● WORK REQUEST
Of the entries below, copy only those lines that contain the word "insert".

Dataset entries
>>>

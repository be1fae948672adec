//! Custom user attributes (`c.`) and tag collections (`t.`).
//!
//! Attribute storage is an external collaborator reached through
//! [`UserAttributeSource`]. Values are stored as text plus a declared
//! kind and decoded on lookup; anything that fails to decode as its
//! declared kind, or was marked deleted, resolves to `Nil`.

use std::collections::{BTreeMap, BTreeSet};

use serde::{Deserialize, Serialize};

use super::EvaluationContext;
use crate::value::Value;

#[derive(Debug, Clone, Copy, PartialEq, Eq, Serialize, Deserialize)]
#[serde(rename_all = "lowercase")]
pub enum AttributeKind {
    String,
    Number,
    Bool,
    Url,
    /// Unix epoch milliseconds.
    Date,
}

#[derive(Debug, Clone, PartialEq, Eq, Serialize, Deserialize)]
pub struct StoredAttribute {
    pub kind: AttributeKind,
    pub raw: String,
    #[serde(default)]
    pub deleted: bool,
}

impl StoredAttribute {
    pub fn new(kind: AttributeKind, raw: impl Into<String>) -> Self {
        StoredAttribute {
            kind,
            raw: raw.into(),
            deleted: false,
        }
    }

    /// Decodes the stored text as its declared kind.
    pub fn decode(&self) -> Value {
        if self.deleted {
            return Value::Nil;
        }
        match self.kind {
            AttributeKind::String | AttributeKind::Url => Value::Text(self.raw.clone()),
            AttributeKind::Number => self
                .raw
                .parse::<f64>()
                .ok()
                .filter(|n| n.is_finite())
                .map(Value::Number)
                .unwrap_or(Value::Nil),
            AttributeKind::Bool => match self.raw.as_str() {
                "true" => Value::Bool(true),
                "false" => Value::Bool(false),
                _ => Value::Nil,
            },
            AttributeKind::Date => self
                .raw
                .parse::<i64>()
                .map(|ms| Value::Number(ms as f64))
                .unwrap_or(Value::Nil),
        }
    }
}

/// Read access to the user profile store.
pub trait UserAttributeSource {
    /// Attribute by lowercase key.
    fn attribute(&self, key: &str) -> Option<StoredAttribute>;

    /// Tag collection by lowercase name.
    fn tag_collection(&self, name: &str) -> Option<BTreeSet<String>>;

    /// Serialized view of every live attribute and tag collection.
    fn snapshot(&self) -> serde_json::Value;
}

impl<T: UserAttributeSource + ?Sized> UserAttributeSource for &T {
    fn attribute(&self, key: &str) -> Option<StoredAttribute> {
        (**self).attribute(key)
    }

    fn tag_collection(&self, name: &str) -> Option<BTreeSet<String>> {
        (**self).tag_collection(name)
    }

    fn snapshot(&self) -> serde_json::Value {
        (**self).snapshot()
    }
}

// ──────────────────────────────────────────────
// InMemoryUserAttributes
// ──────────────────────────────────────────────

/// Attribute source held in memory. Keys and collection names are
/// normalized to lowercase.
#[derive(Debug, Clone, Default, PartialEq, Serialize, Deserialize)]
pub struct InMemoryUserAttributes {
    #[serde(default)]
    attributes: BTreeMap<String, StoredAttribute>,
    #[serde(default)]
    tags: BTreeMap<String, BTreeSet<String>>,
}

impl InMemoryUserAttributes {
    pub fn new() -> Self {
        Self::default()
    }

    pub fn set(&mut self, key: &str, attribute: StoredAttribute) {
        self.attributes.insert(key.to_lowercase(), attribute);
    }

    pub fn set_string(&mut self, key: &str, value: &str) {
        self.set(key, StoredAttribute::new(AttributeKind::String, value));
    }

    pub fn set_number(&mut self, key: &str, value: f64) {
        self.set(key, StoredAttribute::new(AttributeKind::Number, value.to_string()));
    }

    pub fn set_bool(&mut self, key: &str, value: bool) {
        self.set(key, StoredAttribute::new(AttributeKind::Bool, value.to_string()));
    }

    pub fn set_url(&mut self, key: &str, value: &str) {
        self.set(key, StoredAttribute::new(AttributeKind::Url, value));
    }

    pub fn set_date(&mut self, key: &str, epoch_ms: i64) {
        self.set(key, StoredAttribute::new(AttributeKind::Date, epoch_ms.to_string()));
    }

    /// Marks an attribute deleted; it keeps its row but resolves to `Nil`.
    pub fn delete(&mut self, key: &str) {
        if let Some(attr) = self.attributes.get_mut(&key.to_lowercase()) {
            attr.deleted = true;
        }
    }

    pub fn add_tag(&mut self, collection: &str, tag: &str) {
        self.tags
            .entry(collection.to_lowercase())
            .or_default()
            .insert(tag.to_string());
    }

    pub fn remove_tag(&mut self, collection: &str, tag: &str) {
        if let Some(set) = self.tags.get_mut(&collection.to_lowercase()) {
            set.remove(tag);
        }
    }

    pub fn clear_tags(&mut self, collection: &str) {
        self.tags.remove(&collection.to_lowercase());
    }
}

impl UserAttributeSource for InMemoryUserAttributes {
    fn attribute(&self, key: &str) -> Option<StoredAttribute> {
        self.attributes.get(key).cloned()
    }

    fn tag_collection(&self, name: &str) -> Option<BTreeSet<String>> {
        self.tags.get(name).cloned()
    }

    fn snapshot(&self) -> serde_json::Value {
        let attributes: serde_json::Map<String, serde_json::Value> = self
            .attributes
            .iter()
            .filter(|(_, a)| !a.deleted)
            .map(|(k, a)| {
                (
                    k.clone(),
                    serde_json::json!({ "type": a.kind, "value": a.decode().to_json() }),
                )
            })
            .collect();
        serde_json::json!({
            "attributes": attributes,
            "tags": self.tags,
        })
    }
}

// ──────────────────────────────────────────────
// UserAttributeContext
// ──────────────────────────────────────────────

pub struct UserAttributeContext<S> {
    source: S,
}

impl<S: UserAttributeSource> UserAttributeContext<S> {
    pub fn new(source: S) -> Self {
        UserAttributeContext { source }
    }
}

impl<S: UserAttributeSource> EvaluationContext for UserAttributeContext<S> {
    fn resolve(&mut self, name: &str) -> Option<Value> {
        if let Some(key) = name.strip_prefix("c.") {
            let value = self
                .source
                .attribute(&key.to_lowercase())
                .map(|a| a.decode())
                .unwrap_or(Value::Nil);
            return Some(value);
        }
        if let Some(collection) = name.strip_prefix("t.") {
            let value = self
                .source
                .tag_collection(&collection.to_lowercase())
                .map(Value::Set)
                .unwrap_or(Value::Nil);
            return Some(value);
        }
        None
    }
}
//! Bottom-up reduction of expression trees.
//!
//! Evaluation order for a call: reduce the head (it must yield a known
//! operator), reduce every argument eagerly and left to right, then
//! invoke the reducer. The first error encountered aborts the whole
//! reduction; no enclosing reducer runs on it.

use crate::context::EvaluationContext;
use crate::error::ExprError;
use crate::operators::OperatorRegistry;
use crate::parser::parse;
use crate::value::Value;

/// Reduces expression trees using an operator registry.
#[derive(Debug, Clone, Default)]
pub struct Evaluator {
    registry: OperatorRegistry,
}

impl Evaluator {
    pub fn new(registry: OperatorRegistry) -> Self {
        Evaluator { registry }
    }

    pub fn registry(&self) -> &OperatorRegistry {
        &self.registry
    }

    /// Reduce `expr` against `ctx`.
    pub fn evaluate(
        &self,
        expr: &Value,
        ctx: &mut dyn EvaluationContext,
    ) -> Result<Value, ExprError> {
        match expr {
            // An unknown variable stays unresolved instead of failing.
            Value::Variable(name) => Ok(ctx.resolve(name).unwrap_or(Value::Nil)),
            Value::Call(items) => self.eval_call(items, ctx),
            Value::Error(e) => Err(e.clone()),
            literal => Ok(literal.clone()),
        }
    }

    /// Like [`Evaluator::evaluate`], folding a failure into `Value::Error`.
    pub fn reduce(&self, expr: &Value, ctx: &mut dyn EvaluationContext) -> Value {
        self.evaluate(expr, ctx).unwrap_or_else(Value::Error)
    }

    fn eval_call(
        &self,
        items: &[Value],
        ctx: &mut dyn EvaluationContext,
    ) -> Result<Value, ExprError> {
        let (head, rest) = items
            .split_first()
            .ok_or_else(|| ExprError::eval("cannot evaluate an empty call"))?;

        let symbol = match self.evaluate(head, ctx)? {
            Value::Operator(symbol) => symbol,
            other => {
                return Err(ExprError::eval(format!(
                    "call head must be an operator, got {}",
                    other.type_name()
                )));
            }
        };
        let reducer = self
            .registry
            .get(&symbol)
            .ok_or_else(|| ExprError::eval(format!("unknown operator '{}'", symbol)))?;

        let args = rest
            .iter()
            .map(|arg| self.evaluate(arg, ctx))
            .collect::<Result<Vec<_>, _>>()?;

        reducer(&args)
    }
}

// ──────────────────────────────────────────────
// Expression
// ──────────────────────────────────────────────

/// A parsed rule together with its source text.
#[derive(Debug, Clone, PartialEq)]
pub struct Expression {
    source: String,
    root: Value,
}

impl Expression {
    pub fn parse(source: &str) -> Result<Self, ExprError> {
        let root = parse(source)?;
        Ok(Expression {
            source: source.to_string(),
            root,
        })
    }

    pub fn source(&self) -> &str {
        &self.source
    }

    pub fn root(&self) -> &Value {
        &self.root
    }

    pub fn evaluate(
        &self,
        evaluator: &Evaluator,
        ctx: &mut dyn EvaluationContext,
    ) -> Result<Value, ExprError> {
        evaluator.evaluate(&self.root, ctx)
    }

    /// Evaluates the rule as a condition. `Nil` counts as false; any other
    /// non-boolean result is an `EvalError`.
    pub fn evaluate_bool(
        &self,
        evaluator: &Evaluator,
        ctx: &mut dyn EvaluationContext,
    ) -> Result<bool, ExprError> {
        match self.evaluate(evaluator, ctx)? {
            Value::Bool(b) => Ok(b),
            Value::Nil => Ok(false),
            other => Err(ExprError::eval(format!(
                "condition must evaluate to a Bool, got {}",
                other.type_name()
            ))),
        }
    }
}

// ──────────────────────────────────────────────
// Tests
// ──────────────────────────────────────────────

#[cfg(test)]
mod tests {
    use super::*;
    use std::collections::BTreeMap;

    fn eval_src(src: &str, vars: &mut BTreeMap<String, Value>) -> Result<Value, ExprError> {
        Evaluator::default().evaluate(&parse(src).unwrap(), vars)
    }

    fn eval_plain(src: &str) -> Result<Value, ExprError> {
        eval_src(src, &mut BTreeMap::new())
    }

    #[test]
    fn evaluates_nested_calls() {
        assert_eq!(eval_plain("(if true 2 1)").unwrap(), Value::Number(2.0));
        assert_eq!(eval_plain("(if false true false)").unwrap(), Value::Bool(false));
        assert_eq!(
            eval_plain("(and (> 3 2) (not (= 1 2)))").unwrap(),
            Value::Bool(true)
        );
    }

    #[test]
    fn if_with_non_bool_condition_errors() {
        assert!(eval_plain("(if 2 true)").unwrap_err().is_eval_error());
    }

    #[test]
    fn resolves_variables_from_context() {
        let mut vars = BTreeMap::new();
        vars.insert("c.age".to_string(), Value::Number(21.0));
        assert_eq!(eval_src("(>= `c.age` 18)", &mut vars).unwrap(), Value::Bool(true));
    }

    #[test]
    fn unknown_variables_evaluate_to_nil() {
        assert_eq!(eval_plain("(= `nope` nil)").unwrap(), Value::Bool(true));
    }

    #[test]
    fn unknown_operator_is_an_eval_error() {
        let err = eval_plain("(frobnicate 1)").unwrap_err();
        assert!(err.is_eval_error());
        assert!(err.message.contains("frobnicate"));
    }

    #[test]
    fn non_operator_head_is_an_eval_error() {
        assert!(eval_plain("(1 2 3)").unwrap_err().is_eval_error());
        assert!(eval_plain(r#"("=" 1 1)"#).unwrap_err().is_eval_error());
    }

    #[test]
    fn nested_head_may_reduce_to_an_operator() {
        assert_eq!(eval_plain("((if true = >) 1 1)").unwrap(), Value::Bool(true));
    }

    #[test]
    fn errors_propagate_through_enclosing_calls() {
        // `not` would error on a non-bool, the inner error wins first.
        let err = eval_plain("(not (> 1 \"a\"))").unwrap_err();
        assert!(err.message.contains("'>'"));
    }

    #[test]
    fn eager_arguments_error_even_when_result_is_settled() {
        assert!(eval_plain("(or true (> 1 \"a\"))").unwrap_err().is_eval_error());
        assert!(eval_plain("(and false \"x\")").unwrap_err().is_eval_error());
    }

    #[test]
    fn embedded_error_values_short_circuit() {
        let tree = Value::Call(vec![
            Value::Operator("=".into()),
            Value::Error(ExprError::eval("boom")),
        ]);
        let reduced = Evaluator::default().reduce(&tree, &mut BTreeMap::new());
        assert_eq!(reduced, Value::Error(ExprError::eval("boom")));
    }

    #[test]
    fn expression_condition_treats_nil_as_false() {
        let expr = Expression::parse("(if false true)").unwrap();
        let evaluator = Evaluator::default();
        assert!(!expr.evaluate_bool(&evaluator, &mut BTreeMap::new()).unwrap());

        let expr = Expression::parse("(write-to-string 1)").unwrap();
        assert!(expr
            .evaluate_bool(&evaluator, &mut BTreeMap::new())
            .unwrap_err()
            .is_eval_error());
    }
}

<<<

● EXERCISE RESPONSE
        self.attributes.insert(key.to_lowercase(), attribute);
            .insert(tag.to_string());
        vars.insert("c.age".to_string(), Value::Number(21.0));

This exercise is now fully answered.